En el grabado de Durero Melancolía I, no sólo encontramos un perro sino que también instrumentos que nos remiten a la geometría (el libro, el compás, el romboedro) y la medición del espacio y del tiempo (el cuadrado, el reloj de arena y la balanza). 1El grabado de Durero es una síntesis de la iconografía de la Melancolía que aparece acompañad de todo lo que implica la palabra Geometría, es decir una Melancolia artificialis o Melacolía de artista. Durero imagina a un ser dotado de la potencia intelectual y las posibilidades técnicas de un arte, pero que al mismo tiempo desespera al sentir que nunca podrá desarrollarlo al nivel de grandeza que se requiere para comprender el espacio infinito (Panofsky, 1995, p. 242) La mirada del personaje del grabado es análoga a la del perro que está a su lado: ambos no comprenden la distancia entre su mundo y la inmensidad que les rodea y de la que son conscientes. De la misma manera, la mirada de Gunnar ante el desierto expresa la incomprensión más profunda ante la desaparición de su hija y la pérdida de todos los valores hacían su mundo comprensible. Si el director argentino nos hablaba de los olvidados de la sociedad en sus películas anteriores, aquí nos presenta a un hombre que cree en los valores de una civilización para luego despojarlo, abandonarlo en una situación en la que se muestran inútiles y absurdos ante una inmensidad espacio temporal expresada a través de la naturaleza.
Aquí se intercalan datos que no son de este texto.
//! Derive macros for Sanduq.
//!
//! Kept apart from `sanduq-macros` so the facade can depend on a normal
//! library crate.

pub use sanduq_macros::Injectable;
//! Per-call resolution state.
//!
//! A [`ResolutionChain`] lives for one top-level resolution and is passed
//! down by reference to every nested lookup made on its behalf. It holds
//! the names being resolved and the classes being constructed; both are
//! released by RAII guards on every exit path, so the chain is empty again
//! when the top-level call returns.
//!
//! Separate calls, including calls on other threads, never share a chain:
//! two requests building the same class at the same time do not see each
//! other as a cycle.
//!
//! A chain cannot see past its own call. Three guards cover the rest:
//! [`WaitGuard`] and [`FillGuard`] track which thread fills which cache
//! slot or proxy cell, so a wait that could never end (on this thread, or
//! across threads that wait on each other) fails instead of blocking.
//! [`InitGuard`] catches a deferred initializer that re-enters its own
//! class through a fresh proxy.

use std::cell::RefCell;
use std::collections::{HashMap, HashSet};
use std::thread::{self, ThreadId};

use once_cell::sync::Lazy;
use parking_lot::Mutex;
use tracing::warn;

use crate::class::ClassId;
use crate::error::{CircularDependencyError, Result, SanduqError};

#[derive(Debug, Default)]
pub(crate) struct ResolutionChain {
    names: RefCell<Vec<String>>,
    classes: RefCell<HashSet<ClassId>>,
}

impl ResolutionChain {
    pub fn new() -> Self {
        Self::default()
    }

    /// Marks `name` as being resolved.
    ///
    /// Fails if `name` is already being resolved further up this chain.
    pub fn enter_name(&self, name: &str) -> Result<NameGuard<'_>> {
        let mut names = self.names.borrow_mut();
        if names.iter().any(|entered| entered == name) {
            let mut chain = names.clone();
            chain.push(name.to_string());
            return Err(cycle(name, chain));
        }
        names.push(name.to_string());
        Ok(NameGuard { chain: self })
    }

    /// Marks `class` as under construction.
    ///
    /// Fails without touching the set if `class` is already being built
    /// further up this chain.
    pub fn enter_class(&self, class: &ClassId) -> Result<ClassGuard<'_>> {
        if self.classes.borrow().contains(class) {
            let mut chain = self.names.borrow().clone();
            chain.push(class.name().to_string());
            return Err(cycle(class.name(), chain));
        }
        self.classes.borrow_mut().insert(class.clone());
        Ok(ClassGuard {
            chain: self,
            class: class.clone(),
        })
    }

    /// The entry whose resolution asked for the innermost one, if any.
    pub fn requester(&self) -> Option<String> {
        self.names.borrow().iter().rev().nth(1).cloned()
    }

    pub fn is_idle(&self) -> bool {
        self.names.borrow().is_empty() && self.classes.borrow().is_empty()
    }
}

fn cycle(entry: &str, chain: Vec<String>) -> SanduqError {
    warn!(entry, chain = ?chain, "Circular dependency detected!");
    SanduqError::CircularDependency(CircularDependencyError {
        entry: entry.to_string(),
        chain,
    })
}

/// Releases a name entered with [`ResolutionChain::enter_name`].
pub(crate) struct NameGuard<'a> {
    chain: &'a ResolutionChain,
}

impl Drop for NameGuard<'_> {
    fn drop(&mut self) {
        self.chain.names.borrow_mut().pop();
    }
}

/// Releases a class entered with [`ResolutionChain::enter_class`].
pub(crate) struct ClassGuard<'a> {
    chain: &'a ResolutionChain,
    class: ClassId,
}

impl Drop for ClassGuard<'_> {
    fn drop(&mut self) {
        self.chain.classes.borrow_mut().remove(&self.class);
    }
}

// ── Slots in flight ──

/// Which thread fills which slot, and which slot each blocked thread waits on.
///
/// Slots are keyed by address: the container's cache cells and the cells
/// inside deferred proxies. Both are heap-allocated and outlive every
/// guard that names them.
#[derive(Default)]
struct InFlight {
    owners: HashMap<usize, (ThreadId, String)>,
    waiting: HashMap<ThreadId, usize>,
}

static IN_FLIGHT: Lazy<Mutex<InFlight>> = Lazy::new(Mutex::default);

impl InFlight {
    /// Follows the wait-for edges out of `slot`; if they lead back to a
    /// slot `me` fills, returns the loop starting and ending there.
    fn wait_cycle(&self, me: ThreadId, slot: usize, name: &str) -> Option<Vec<String>> {
        let mut names = vec![name.to_string()];
        let mut current = slot;
        let mut seen = HashSet::new();

        while seen.insert(current) {
            let (owner, owned_name) = self.owners.get(&current)?;
            if *owner == me {
                names.insert(0, owned_name.clone());
                return Some(names);
            }
            current = *self.waiting.get(owner)?;
            let (_, next_name) = self.owners.get(&current)?;
            names.push(next_name.clone());
        }
        None
    }
}

fn slot_key<T>(slot: &T) -> usize {
    slot as *const T as usize
}

/// Registers the current thread as about to wait on a slot.
///
/// Entering fails if the wait could never end: the slot is being filled
/// by this thread, or by a thread that is itself waiting, directly or
/// through others, on a slot this thread fills.
pub(crate) struct WaitGuard {
    thread: ThreadId,
    slot: usize,
}

impl WaitGuard {
    pub fn enter<T>(slot: &T, name: &str) -> Result<Self> {
        let slot = slot_key(slot);
        let thread = thread::current().id();

        let mut in_flight = IN_FLIGHT.lock();
        if let Some(chain) = in_flight.wait_cycle(thread, slot, name) {
            return Err(cycle(name, chain));
        }
        in_flight.waiting.insert(thread, slot);
        Ok(WaitGuard { thread, slot })
    }
}

impl Drop for WaitGuard {
    fn drop(&mut self) {
        let mut in_flight = IN_FLIGHT.lock();
        if in_flight.waiting.get(&self.thread) == Some(&self.slot) {
            in_flight.waiting.remove(&self.thread);
        }
    }
}

/// Marks a slot as being filled by the current thread.
///
/// Entered from inside the cell's initializer, so the thread has stopped
/// waiting and now owns the slot.
pub(crate) struct FillGuard {
    slot: usize,
}

impl FillGuard {
    pub fn enter<T>(slot: &T, name: &str) -> Self {
        let slot = slot_key(slot);
        let thread = thread::current().id();

        let mut in_flight = IN_FLIGHT.lock();
        in_flight.waiting.remove(&thread);
        in_flight.owners.insert(slot, (thread, name.to_string()));
        FillGuard { slot }
    }
}

impl Drop for FillGuard {
    fn drop(&mut self) {
        IN_FLIGHT.lock().owners.remove(&self.slot);
    }
}

thread_local! {
    static INITIALIZING: RefCell<HashSet<ClassId>> = RefCell::new(HashSet::new());
}

/// Marks a class as being built by a deferred initializer on this thread.
///
/// Each initializer starts a fresh [`ResolutionChain`], so a chain cannot
/// see a proxy of the same class being forced again from inside the build.
pub(crate) struct InitGuard {
    class: ClassId,
}

impl InitGuard {
    pub fn enter(class: &ClassId) -> Result<Self> {
        let fresh = INITIALIZING.with(|initializing| initializing.borrow_mut().insert(class.clone()));
        if !fresh {
            let name = class.name().to_string();
            return Err(cycle(&name, vec![name.clone(), name.clone()]));
        }
        Ok(InitGuard { class: class.clone() })
    }
}

impl Drop for InitGuard {
    fn drop(&mut self) {
        INITIALIZING.with(|initializing| initializing.borrow_mut().remove(&self.class));
    }
}

#[cfg(test)]
mod tests {
    use super::*;
    use std::sync::mpsc;

    struct A;
    struct B;

    #[test]
    fn reentering_a_name_is_a_cycle() {
        let chain = ResolutionChain::new();
        let _a = chain.enter_name("A").unwrap();
        let _b = chain.enter_name("B").unwrap();

        match chain.enter_name("A") {
            Err(SanduqError::CircularDependency(err)) => {
                assert_eq!(err.entry, "A");
                assert_eq!(err.chain, vec!["A", "B", "A"]);
            }
            other => panic!("Expected CircularDependency, got: {:?}", other.map(|_| ())),
        }
    }

    #[test]
    fn reentering_a_class_is_a_cycle() {
        let chain = ResolutionChain::new();
        let _a = chain.enter_class(&ClassId::of::<A>()).unwrap();
        let _b = chain.enter_class(&ClassId::of::<B>()).unwrap();
        assert!(chain.enter_class(&ClassId::named::<A>("alias")).is_err());
    }

    #[test]
    fn guards_release_on_drop() {
        let chain = ResolutionChain::new();
        {
            let _name = chain.enter_name("A").unwrap();
            assert_eq!(chain.requester(), None);
            let _class = chain.enter_class(&ClassId::of::<A>()).unwrap();
            let _inner = chain.enter_name("B").unwrap();
            assert!(!chain.is_idle());
            assert_eq!(chain.requester().as_deref(), Some("A"));
        }
        assert!(chain.is_idle());
        assert!(chain.enter_name("A").is_ok());
    }

    #[test]
    fn failed_entry_leaves_state_untouched() {
        let chain = ResolutionChain::new();
        let outer = chain.enter_class(&ClassId::of::<A>()).unwrap();
        assert!(chain.enter_class(&ClassId::of::<A>()).is_err());
        drop(outer);
        assert!(chain.is_idle());
    }

    #[test]
    fn waiting_on_a_slot_this_thread_fills_fails() {
        let slot = 0u8;
        let filling = FillGuard::enter(&slot, "A");

        match WaitGuard::enter(&slot, "A") {
            Err(SanduqError::CircularDependency(err)) => assert_eq!(err.chain, vec!["A", "A"]),
            other => panic!("Expected CircularDependency, got: {:?}", other.map(|_| ())),
        }
        drop(filling);
        assert!(WaitGuard::enter(&slot, "A").is_ok());
    }

    #[test]
    fn threads_waiting_on_each_other_fail() {
        let (a, b) = (0u8, 0u8);
        let (a, b) = (&a, &b);
        let (ready_tx, ready_rx) = mpsc::channel();
        let (done_tx, done_rx) = mpsc::channel::<()>();

        let _owns_a = FillGuard::enter(a, "A");
        let result = thread::scope(|s| {
            s.spawn(move || {
                let _owns_b = FillGuard::enter(b, "B");
                let _waits = WaitGuard::enter(a, "A");
                ready_tx.send(()).unwrap();
                done_rx.recv().unwrap();
            });

            ready_rx.recv().unwrap();
            let result = WaitGuard::enter(b, "B").map(|_| ());
            done_tx.send(()).unwrap();
            result
        });

        match result {
            Err(SanduqError::CircularDependency(err)) => assert_eq!(err.chain, vec!["A", "B", "A"]),
            other => panic!("Expected CircularDependency, got: {other:?}"),
        }
    }

    #[test]
    fn waiting_on_an_unrelated_owner_is_fine() {
        let slot = 0u8;
        let slot = &slot;
        let (ready_tx, ready_rx) = mpsc::channel();
        let (done_tx, done_rx) = mpsc::channel::<()>();

        thread::scope(|s| {
            s.spawn(move || {
                let _owns = FillGuard::enter(slot, "A");
                ready_tx.send(()).unwrap();
                done_rx.recv().unwrap();
            });

            ready_rx.recv().unwrap();
            let waiting = WaitGuard::enter(slot, "A");
            done_tx.send(()).unwrap();
            assert!(waiting.is_ok());
        });
    }

    #[test]
    fn reinitializing_a_class_on_the_same_thread_fails() {
        let outer = InitGuard::enter(&ClassId::of::<A>()).unwrap();
        assert!(InitGuard::enter(&ClassId::of::<B>()).is_ok());
        assert!(matches!(
            InitGuard::enter(&ClassId::of::<A>()),
            Err(SanduqError::CircularDependency(_))
        ));
        drop(outer);
        assert!(InitGuard::enter(&ClassId::of::<A>()).is_ok());
    }

    #[test]
    fn guards_release_during_error_propagation() {
        fn nested(chain: &ResolutionChain) -> Result<()> {
            let _a = chain.enter_name("A")?;
            let _b = chain.enter_name("B")?;
            let _again = chain.enter_name("A")?;
            Ok(())
        }

        let chain = ResolutionChain::new();
        assert!(nested(&chain).is_err());
        assert!(chain.is_idle());
    }
}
Ese desasosiego ante la inmensidad que vemos en la mirada del personaje del grabado de Durero y el que experimenta Gunnar, producido por el deseo de abarcar lo inabarcable, será la génesis de la unión entre tiempo y espacio en una representación capaz de recrearlos y de explicarlos en términos absolutos mediante el cine. El avance de Gunnar no termina después de ser engullido por la tierra en un plano fijo en el que desaparece tras un montículo. Su peregrinaje atraviesa el tiempo desde la tierra parda y gris de Argentina para dejarlo en la Dinamarca actual, insinuado bajo el lomo del perro que no comprende las ausencias de su ama. Sin embargo este reencuentro será breve: desaparecerá durante su paseo con Viilbjørk, sin dejar rastro, sólo círculos en el agua a través de la cual creemos ver como se hunde la figurita de un soldado de madera, la misma que tomó la hija de Gunnar. Es un resto que perdura más allá del paso del tiempo y que, al igual que el muñeco y la rueda desvencijada que Vargas deja en el suelo antes de dar fin a sus nietos o el llavero con la palabra Liverpool que Farrell deja en las manos de su hermana, son algo a lo que nos asomamos con el anhelo de comprender qué rastros dejaremos nosotros tras nuestro propio tránsito. De cómo nos abandonaremos al tiempo. De cómo quizás esos restos serán rescatados y nosotros revividos en una imagen para ser reinventados y pervivir en las profundidades de las retinas de otros que están por venir. De cómo el cine salvaguarda y dispara la memoria desde la imaginación.

Bibliografía

Panofsky, E. (1995). Vida y obra de Alberto Durero. Madrid: Alianza.

Cirlot, J. E.(1992). Diccionario de símbolos. Barcelona: Labor.